Data records:
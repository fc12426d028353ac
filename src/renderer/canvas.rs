//! 2D canvas backend for [`DrawSurface`]

use glam::Vec2;
use wasm_bindgen::JsCast;
use web_sys::{CanvasRenderingContext2d, HtmlCanvasElement};

use super::DrawSurface;
use crate::error::PlatformError;

/// Draws onto an HTML canvas through its 2D context
pub struct CanvasSurface {
    ctx: CanvasRenderingContext2d,
}

impl CanvasSurface {
    /// Acquire the 2D context of `canvas`
    pub fn new(canvas: &HtmlCanvasElement) -> Result<Self, PlatformError> {
        let ctx = canvas
            .get_context("2d")
            .map_err(|e| PlatformError::js("getContext", e))?
            .ok_or(PlatformError::NoContext)?
            .dyn_into::<CanvasRenderingContext2d>()
            .map_err(|_| PlatformError::NoContext)?;
        Ok(Self { ctx })
    }
}

impl DrawSurface for CanvasSurface {
    fn fill_rect(&mut self, pos: Vec2, size: Vec2, color: &str) {
        self.ctx.set_fill_style_str(color);
        self.ctx
            .fill_rect(pos.x as f64, pos.y as f64, size.x as f64, size.y as f64);
    }

    fn fill_circle(&mut self, center: Vec2, radius: f32, color: &str) {
        self.ctx.set_fill_style_str(color);
        self.ctx.begin_path();
        if let Err(e) = self.ctx.arc(
            center.x as f64,
            center.y as f64,
            radius as f64,
            0.0,
            std::f64::consts::TAU,
        ) {
            log::warn!("arc failed: {:?}", e);
        }
        self.ctx.fill();
        self.ctx.close_path();
    }

    fn fill_text(&mut self, text: &str, pos: Vec2, font: &str, color: &str) {
        self.ctx.set_fill_style_str(color);
        self.ctx.set_font(font);
        if let Err(e) = self.ctx.fill_text(text, pos.x as f64, pos.y as f64) {
            log::warn!("fillText failed: {:?}", e);
        }
    }
}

▶ _What you are asked to do_
Report every line of the data in which "warn" appears.

▶ _Reply to the task_
            log::warn!("arc failed: {:?}", e);
            log::warn!("fillText failed: {:?}", e);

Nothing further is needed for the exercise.